Monday, 13 May 2013

An Avian Taxonomy

The magpies call, outside the window: a death rattle inside the skull.

An emissary of death even in avian lore, let alone human. If, as has been reckoned, magpies have the capacity for grief- therefore perhaps the capacity for ritual- might they also possess yet other powers? Enact rites our occluded minds fail to comprehend?   

Let alone human. Let alone, human. Let us enter the minds of mags, crows, ‘daws. Transpierce their skulls so their deaths, lives and secrets may rattle the louder inside our own. 
The cackle of the jackdaw, betraying runes of rut so unseemly a libertine would blush. With no moral code to transgress, the ‘daw’s perversity knows no bounds. Would you like to know more? This is neither the time nor the place. Oh, just this tidbit then: there is a single erogenous feather about the male ‘daw’s nether quarters. Locating this feather, the female plucks and the male, sprouting female organs, seeds itself purely for pleasure.        
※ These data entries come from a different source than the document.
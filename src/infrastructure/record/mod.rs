//! Record service implementations

mod json;

pub use json::JsonRecordService;
//! Attribute filters for record lookups

use std::collections::BTreeMap;

use serde::{Deserialize, Serialize};

use super::value::AttributeValue;

/// What a filter requires of one attribute
#[derive(Debug, Clone, PartialEq, Serialize, Deserialize)]
#[serde(untagged)]
pub enum Requirement {
    /// Attribute must equal this value
    Exact(AttributeValue),
    /// Attribute must equal one of these values
    AnyOf(Vec<AttributeValue>),
}

impl Requirement {
    /// Acceptable values; a bare value is a one-element set
    pub fn acceptable(&self) -> &[AttributeValue] {
        match self {
            Self::Exact(value) => std::slice::from_ref(value),
            Self::AnyOf(values) => values,
        }
    }

    /// Whether in-memory matchers should skip this entry
    pub fn is_ignored(&self) -> bool {
        match self {
            Self::Exact(value) => value.is_ignored_filter(),
            Self::AnyOf(_) => false,
        }
    }

    /// Typed JSON form; `3`, `3.0`, `"3"` and `null` stay distinct
    fn canonical(&self) -> serde_json::Value {
        match self {
            Self::Exact(value) => canonical_value(value),
            Self::AnyOf(values) => {
                let mut members: Vec<serde_json::Value> =
                    values.iter().map(canonical_value).collect();
                members.sort_by_cached_key(|member| member.to_string());
                members.dedup();
                serde_json::Value::Array(members)
            }
        }
    }
}

fn canonical_value(value: &AttributeValue) -> serde_json::Value {
    match value {
        AttributeValue::Null => serde_json::Value::Null,
        AttributeValue::Bool(b) => serde_json::Value::Bool(*b),
        AttributeValue::Integer(n) => serde_json::Value::from(*n),
        AttributeValue::Float(n) => match serde_json::Number::from_f64(*n) {
            Some(number) => serde_json::Value::Number(number),
            None => serde_json::json!({ "float": n.to_string() }),
        },
        AttributeValue::Text(s) => serde_json::Value::String(s.clone()),
    }
}

impl From<AttributeValue> for Requirement {
    fn from(value: AttributeValue) -> Self {
        Self::Exact(value)
    }
}

impl From<&str> for Requirement {
    fn from(value: &str) -> Self {
        Self::Exact(value.into())
    }
}

impl From<String> for Requirement {
    fn from(value: String) -> Self {
        Self::Exact(value.into())
    }
}

impl From<i64> for Requirement {
    fn from(value: i64) -> Self {
        Self::Exact(value.into())
    }
}

impl From<i32> for Requirement {
    fn from(value: i32) -> Self {
        Self::Exact(value.into())
    }
}

impl From<bool> for Requirement {
    fn from(value: bool) -> Self {
        Self::Exact(value.into())
    }
}

impl<T: Into<AttributeValue>> From<Vec<T>> for Requirement {
    fn from(values: Vec<T>) -> Self {
        Self::AnyOf(values.into_iter().map(Into::into).collect())
    }
}

/// Mapping from attribute name to requirement, evaluated as a logical AND
///
/// Entries are kept sorted by attribute name, so two filters built in a
/// different order are equal and render the same signature.
#[derive(Debug, Clone, Default, PartialEq, Serialize, Deserialize)]
#[serde(transparent)]
pub struct FilterSpec {
    entries: BTreeMap<String, Requirement>,
}

impl FilterSpec {
    /// Creates an empty filter, which matches everything
    pub fn new() -> Self {
        Self::default()
    }

    /// Requires `attribute` to equal `value`
    pub fn with(mut self, attribute: impl Into<String>, value: impl Into<AttributeValue>) -> Self {
        self.entries
            .insert(attribute.into(), Requirement::Exact(value.into()));
        self
    }

    /// Requires `attribute` to be one of `values`
    pub fn with_any<V: Into<AttributeValue>>(
        mut self,
        attribute: impl Into<String>,
        values: impl IntoIterator<Item = V>,
    ) -> Self {
        let values = values.into_iter().map(Into::into).collect();
        self.entries
            .insert(attribute.into(), Requirement::AnyOf(values));
        self
    }

    pub fn insert(&mut self, attribute: impl Into<String>, requirement: Requirement) {
        self.entries.insert(attribute.into(), requirement);
    }

    pub fn is_empty(&self) -> bool {
        self.entries.is_empty()
    }

    pub fn len(&self) -> usize {
        self.entries.len()
    }

    pub fn get(&self, attribute: &str) -> Option<&Requirement> {
        self.entries.get(attribute)
    }

    pub fn iter(&self) -> impl Iterator<Item = (&str, &Requirement)> {
        self.entries.iter().map(|(k, v)| (k.as_str(), v))
    }

    /// Canonical text used to derive cache key signatures
    pub fn canonical(&self) -> String {
        let map: serde_json::Map<String, serde_json::Value> = self
            .entries
            .iter()
            .map(|(k, v)| (k.clone(), v.canonical()))
            .collect();

        serde_json::Value::Object(map).to_string()
    }
}

impl<K, V> FromIterator<(K, V)> for FilterSpec
where
    K: Into<String>,
    V: Into<Requirement>,
{
    fn from_iter<I: IntoIterator<Item = (K, V)>>(iter: I) -> Self {
        Self {
            entries: iter
                .into_iter()
                .map(|(k, v)| (k.into(), v.into()))
                .collect(),
        }
    }
}

#[cfg(test)]
mod tests {
    use super::*;

    #[test]
    fn test_bare_value_is_single_element_set() {
        let requirement = Requirement::from("active");
        assert_eq!(requirement.acceptable(), &[AttributeValue::from("active")]);
    }

    #[test]
    fn test_canonical_ignores_insertion_order() {
        let a = FilterSpec::new().with("status", "active").with("brand", 3);
        let b = FilterSpec::new().with("brand", 3).with("status", "active");

        assert_eq!(a, b);
        assert_eq!(a.canonical(), b.canonical());
    }

    #[test]
    fn test_canonical_sorts_set_members() {
        let a = FilterSpec::new().with_any("color", ["red", "blue"]);
        let b = FilterSpec::new().with_any("color", ["blue", "red"]);

        assert_eq!(a.canonical(), b.canonical());
        assert_eq!(a.canonical(), r#"{"color":["blue","red"]}"#);
    }

    #[test]
    fn test_empty_filter_canonical() {
        assert!(FilterSpec::new().is_empty());
        assert_eq!(FilterSpec::new().canonical(), "{}");
    }

    #[test]
    fn test_ignored_requirements() {
        assert!(Requirement::from(false).is_ignored());
        assert!(Requirement::Exact(AttributeValue::Null).is_ignored());
        assert!(!Requirement::from(0).is_ignored());
        assert!(!Requirement::AnyOf(vec![]).is_ignored());
    }

    #[test]
    fn test_deserialize_from_json_map() {
        let filter: FilterSpec =
            serde_json::from_str(r#"{"status": "active", "brand": [1, 2]}"#).unwrap();

        assert_eq!(filter.len(), 2);
        assert_eq!(
            filter.get("brand"),
            Some(&Requirement::AnyOf(vec![
                AttributeValue::Integer(1),
                AttributeValue::Integer(2)
            ]))
        );
    }

    #[test]
    fn test_canonical_keeps_value_types() {
        let canonical = |value: AttributeValue| FilterSpec::new().with("brand", value).canonical();

        assert_eq!(canonical(3.into()), r#"{"brand":3}"#);
        assert_eq!(canonical("3".into()), r#"{"brand":"3"}"#);
        assert_eq!(canonical(3.0.into()), r#"{"brand":3.0}"#);
        assert_eq!(canonical(AttributeValue::Null), r#"{"brand":null}"#);
        assert_eq!(canonical("null".into()), r#"{"brand":"null"}"#);
    }

    #[test]
    fn test_canonical_set_members_keep_types() {
        let mixed = FilterSpec::new().with_any("brand", [AttributeValue::from(1), "1".into()]);
        let ints = FilterSpec::new().with_any("brand", [1, 1]);

        assert_eq!(mixed.canonical(), r#"{"brand":["1",1]}"#);
        assert_eq!(ints.canonical(), r#"{"brand":[1]}"#);
    }
}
 By the by. A green-eyed lady, proprietor of a shop brimming over only with woollen things, kept a ‘daw about her person. By day it would perch upon her shoulder, whispering its filthy secrets. Her jumpers a mess of dandruff and dejecta, she would let it its freedom at night, only for it to return ever-faithful in the morning. The green-eyed lady wondered sometimes as to the ‘daw’s twilit whereabouts. She need have feared. Taking woollens from her shop, the jackdaw had secreted these near the scenes of murders far and wide across the land. One day, there was a knock at the green-eyed ladies door...
Crows, shape-shifters all...From egghatch they lay claim to a preternatural grasp of language. Not only of its own kind, nor solely its avian fellows, but of every species it espies. In turn, this gift allows the crow, through incantation, to transmute at will. It thus passes unnoticed among our kind. Look about you: this or that person may be harbouring crow’s wings, and you will never know. 

Seven’s the De’il his ane sel’: In the famine months, the magpies gather together in number. This is not, as is often supposed, a prospective meeting for marriage. Rather, it foretells an untimely ushering into the next life of one unfortunate among them. But not before a feast in their honour: the horror being for this unfortunate one, that he or she will be forced to feast upon themselves. The death rattle of magpies in unison: cruel, necrotic call into the hereafter.